(470h) Subspace Based Model Identification for Missing Data | AIChE

(470h) Subspace Based Model Identification for Missing Data

Authors 

Patel, N. - Presenter, McMaster University
Mhaskar, P., McMaster University
Corbett, B., McMaster University
Batch processes are important for a wide range of manufacturing industries such as chemicals, polymers, specialty glass, ceramics, and steel production. The recipe can be adjusted based on results from previous batches to maintain and promote quality control.[1] Economic considerations motivate the need for advanced batch process control strategies which, in turn, often necessitates a good process model. Recent advances in data storage technology have resulted in increased availability of accessible historical process data, making data-driven modeling more viable than before. Data driven modeling techniques however, often deal with several challenges ranging from process nonlinearity to incomplete data.

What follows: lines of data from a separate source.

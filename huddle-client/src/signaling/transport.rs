use async_trait::async_trait;
use huddle_core::SignalMessage;
use thiserror::Error;

#[derive(Debug, Error)]
pub enum SignalingError {
    #[error("signaling transport is closed")]
    Closed,
    #[error("websocket error: {0}")]
    WebSocket(String),
    #[error("failed to encode signal: {0}")]
    Encode(#[from] serde_json::Error),
}

/// Events delivered by the transport into the session loop. Per-peer signal
/// ordering is not guaranteed beyond what the server happens to preserve,
/// which is why the session buffers early ICE candidates instead of assuming
/// strict ordering.
#[derive(Debug)]
pub enum TransportEvent {
    Signal(SignalMessage),
    /// The connection to the rendezvous server dropped. Existing peer links
    /// are left alone; reconnection is not a current capability.
    Closed,
}

/// Outbound half of the signaling channel, scoped to one room. The inbound
/// half is an `mpsc::Receiver<TransportEvent>` handed to the session at
/// construction time.
#[async_trait]
pub trait SignalingTransport: Send + Sync {
    /// Send one signal to the rendezvous server.
    async fn send(&self, msg: SignalMessage) -> Result<(), SignalingError>;

    /// Disconnect from the rendezvous server.
    async fn close(&self);
}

One problem that is particularly common when dealing with historical data is that of missing data where for certain time instances, process data is not recorded. In some cases, there are periods where an entire set of data is missing due to sensor failure or maintenance on the system. In other cases, the measurements contain large errors and need to be removed from the data set. A common occurrence of missing data in chemical engineering processes is when different sensors have different sampling periods. Thus, while there is continuous data from each sensor the measurements cannot be readily aligned with the other recorded variables.

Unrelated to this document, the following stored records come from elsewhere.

pub mod connection_tests;
pub mod media_tests;
pub mod messaging_tests;
pub mod multi_peer_tests;

use std::sync::Arc;
use std::time::Duration;
use tracing::Level;

use huddle_client::{
    RoomHandle, RoomSession, SessionConfig, SessionContext, SyntheticMediaSource,
};
use huddle_core::{ParticipantId, RoomId};

use crate::utils::{SignalingHub, TestObserver};

/// Polling deadline for signal choreography (ms).
pub const CHOREOGRAPHY_TIMEOUT_MS: u64 = 5000;

pub fn init_tracing() {
    let _ = tracing_subscriber::fmt()
        .with_max_level(Level::DEBUG)
        .with_test_writer()
        .try_init();
}

/// One spawned room member and every handle needed to drive and observe it.
pub struct Member {
    pub id: ParticipantId,
    pub handle: RoomHandle,
    pub ctx: SessionContext,
    pub observer: Arc<TestObserver>,
    pub source: Arc<SyntheticMediaSource>,
}

/// Attach a member to the hub and spawn its session loop.
pub fn join_room(hub: &Arc<SignalingHub>, room: &str, name: &str) -> Member {
    let id = ParticipantId::from(name);
    let (transport, transport_rx) = hub.attach(&id);
    let observer = TestObserver::new();
    let source = Arc::new(SyntheticMediaSource::new(name));

    let config = SessionConfig::new(RoomId::from(room), name).with_identity(id.clone());
    let (session, handle) = RoomSession::new(
        config,
        transport,
        transport_rx,
        source.clone(),
        observer.clone(),
    );
    let ctx = session.context();
    tokio::spawn(session.run());

    Member {
        id,
        handle,
        ctx,
        observer,
        source,
    }
}

/// Poll until the condition holds or the choreography deadline passes.
pub async fn wait_for(what: &str, mut cond: impl FnMut() -> bool) {
    let deadline = Duration::from_millis(CHOREOGRAPHY_TIMEOUT_MS);
    let start = tokio::time::Instant::now();
    while start.elapsed() < deadline {
        if cond() {
            return;
        }
        tokio::time::sleep(Duration::from_millis(25)).await;
    }
    panic!("Timed out waiting for {what}");
}

/// Wait until both members hold a link to each other.
pub async fn wait_for_pair(a: &Member, b: &Member) {
    wait_for("pairwise links", || {
        a.ctx.has_link(&b.id) && b.ctx.has_link(&a.id)
    })
    .await;
}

Partial least squares (PLS) is a data-driven techniques that is often applied to industrial data, especially in cases for which missing data must be accounted for.[2-4] The inherent ability to handle missing data is one of the attributes that makes PLS an attractive method for modeling batch processes. The method identifies a time-varying model, and at its core, does not distinguish between output and input variables, which may limit its natural applicability for traditional model predictive control, and particularly applications where the process duration itself might be a decision variable.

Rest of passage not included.